Estaremos realmente sós?!
Estaremos inevitavelmente seguros?
Haverá apenas uma resposta?
Onde reside a dúvida?

O mundo estremece. Os ruídos da vida eterna. A energia flui pelo solo, tentando alcançar tudo sem parar. O mundo estremece.

Suspiros. Devaneios da noite passada. Do dia presente. Suspiros do amanhã. Suspiros perdidos no tempo. A pressa de viver o tempo. A pressa de dominar o tempo... Suspiros.

O transe. Alcançar o Eu, a pesquisa interior. O sentido. A paz. A energia a fluir dos músculos, pelos nervos, à pele, ao cabelo, à orelha e de volta ao cérebro. A sensação. A busca de sensações. O transe. 

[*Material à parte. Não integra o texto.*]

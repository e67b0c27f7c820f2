//! # 解析器模块
//!
//! HTML 解析和 DOM 处理：
//!
//! - `html::dom` - rcdom 遍历/查询/变更助手
//! - `html::metadata` - 页面标题提取
//! - `html::extract` - 正文内容提取器
//! - `html::translate` - DOM 文本节点翻译器
//! - `html::serialize` - 片段序列化

pub mod html;
//! 翻译缓存模块
//!
//! 有界的 FIFO 缓存：按插入顺序淘汰，读取不刷新位置（不是 LRU）。
//! 缓存是进程级共享的，映射和插入顺序队列必须在同一把锁下变更，
//! 避免检查-后-写入序列被并发请求交错。

use std::collections::{HashMap, VecDeque};
use std::sync::Mutex;

/// 生成缓存键
pub fn cache_key(from: &str, to: &str, text: &str) -> String {
    format!("{}|{}|{}", from, to, text)
}

/// 缓存统计信息
#[derive(Debug, Default, Clone)]
pub struct CacheStats {
    pub hits: u64,
    pub misses: u64,
    pub insertions: u64,
    pub evictions: u64,
}

struct CacheInner {
    map: HashMap<String, String>,
    order: VecDeque<String>,
    stats: CacheStats,
}

/// 翻译缓存
pub struct TranslationCache {
    capacity: usize,
    inner: Mutex<CacheInner>,
}

impl TranslationCache {
    /// 创建指定容量的缓存
    pub fn new(capacity: usize) -> Self {
        Self {
            capacity,
            inner: Mutex::new(CacheInner {
                map: HashMap::new(),
                order: VecDeque::new(),
                stats: CacheStats::default(),
            }),
        }
    }

    /// 查询缓存，不影响淘汰顺序
    pub fn get(&self, key: &str) -> Option<String> {
        let mut inner = self.inner.lock().unwrap();
        match inner.map.get(key).cloned() {
            Some(value) => {
                inner.stats.hits += 1;
                Some(value)
            }
            None => {
                inner.stats.misses += 1;
                None
            }
        }
    }

    /// 插入缓存条目
    ///
    /// 已存在的键只更新值、不改变插入顺序；容量溢出时淘汰最老的条目。
    pub fn put(&self, key: String, value: String) {
        let mut inner = self.inner.lock().unwrap();
        inner.stats.insertions += 1;
        if inner.map.insert(key.clone(), value).is_none() {
            inner.order.push_back(key);
        }
        while inner.map.len() > self.capacity {
            match inner.order.pop_front() {
                Some(oldest) => {
                    inner.map.remove(&oldest);
                    inner.stats.evictions += 1;
                }
                None => break,
            }
        }
    }

    /// 当前条目数
    pub fn len(&self) -> usize {
        self.inner.lock().unwrap().map.len()
    }

    /// 缓存是否为空
    pub fn is_empty(&self) -> bool {
        self.len() == 0
    }

    /// 获取统计信息快照
    pub fn stats(&self) -> CacheStats {
        self.inner.lock().unwrap().stats.clone()
    }

    /// 清空缓存
    pub fn clear(&self) {
        let mut inner = self.inner.lock().unwrap();
        inner.map.clear();
        inner.order.clear();
    }
}

#[cfg(test)]
mod tests {
    use super::*;

    #[test]
    fn test_basic_operations() {
        let cache = TranslationCache::new(10);
        cache.put(cache_key("en", "ru", "hello"), "привет".to_string());
        assert_eq!(
            cache.get(&cache_key("en", "ru", "hello")),
            Some("привет".to_string())
        );
        assert_eq!(cache.get(&cache_key("en", "ru", "world")), None);
        assert_eq!(cache.len(), 1);

        cache.clear();
        assert!(cache.is_empty());
    }

    #[test]
    fn test_fifo_evicts_exactly_first_inserted() {
        let cache = TranslationCache::new(3);
        cache.put("k1".to_string(), "v1".to_string());
        cache.put("k2".to_string(), "v2".to_string());
        cache.put("k3".to_string(), "v3".to_string());

        // 读取 k1 不应该刷新它的位置
        assert_eq!(cache.get("k1"), Some("v1".to_string()));

        cache.put("k4".to_string(), "v4".to_string());
        assert_eq!(cache.len(), 3);
        assert_eq!(cache.get("k1"), None);
        assert_eq!(cache.get("k2"), Some("v2".to_string()));
        assert_eq!(cache.get("k3"), Some("v3".to_string()));
        assert_eq!(cache.get("k4"), Some("v4".to_string()));
    }

    #[test]
    fn test_overwrite_keeps_insertion_order() {
        let cache = TranslationCache::new(2);
        cache.put("k1".to_string(), "v1".to_string());
        cache.put("k2".to_string(), "v2".to_string());
        // 重写 k1 不改变它作为最老条目的地位
        cache.put("k1".to_string(), "v1b".to_string());
        cache.put("k3".to_string(), "v3".to_string());

        assert_eq!(cache.get("k1"), None);
        assert_eq!(cache.get("k2"), Some("v2".to_string()));
        assert_eq!(cache.get("k3"), Some("v3".to_string()));
    }

    #[test]
    fn test_stats() {
        let cache = TranslationCache::new(2);
        cache.put("k1".to_string(), "v1".to_string());
        cache.get("k1");
        cache.get("missing");

        let stats = cache.stats();
        assert_eq!(stats.hits, 1);
        assert_eq!(stats.misses, 1);
        assert_eq!(stats.insertions, 1);
    }
}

O toque suave. O beijo ao de leve. O aperto na mão. O contacto. O batimento cardíaco. A vida. A busca dos sentidos. O aroma súbtil, o paladar amargo, a visão futura, o susurro... O toque suave. 

Onde reside a dúvida?
Haverá apenas uma resposta?
Estaremos inevitavelmente seguros?
Estaremos realmente sós?!

sexta-feira, 13 de junho de 2014

Raro

Imagino um obstáculo. Imagino a transpor-me um obstáculo. Imagino o que há para lá do obstáculo.
Imagino.
Sento-me à beira do precipício. Espreito para lá do precipício. Sinto a brisa fresca que vem do precipício.
Precipito-me.
Raro é o momento. É o momento raro. O momento é raro. Raro.
Desfaleço. Des_faleço. Não faleço mais. Deixei de estar falecida. Renasci. Re_nasci. Voltei a nascer. Já era nascida. Já era viva. Viva.
Vivo, precipitando-me na imaginação do raro.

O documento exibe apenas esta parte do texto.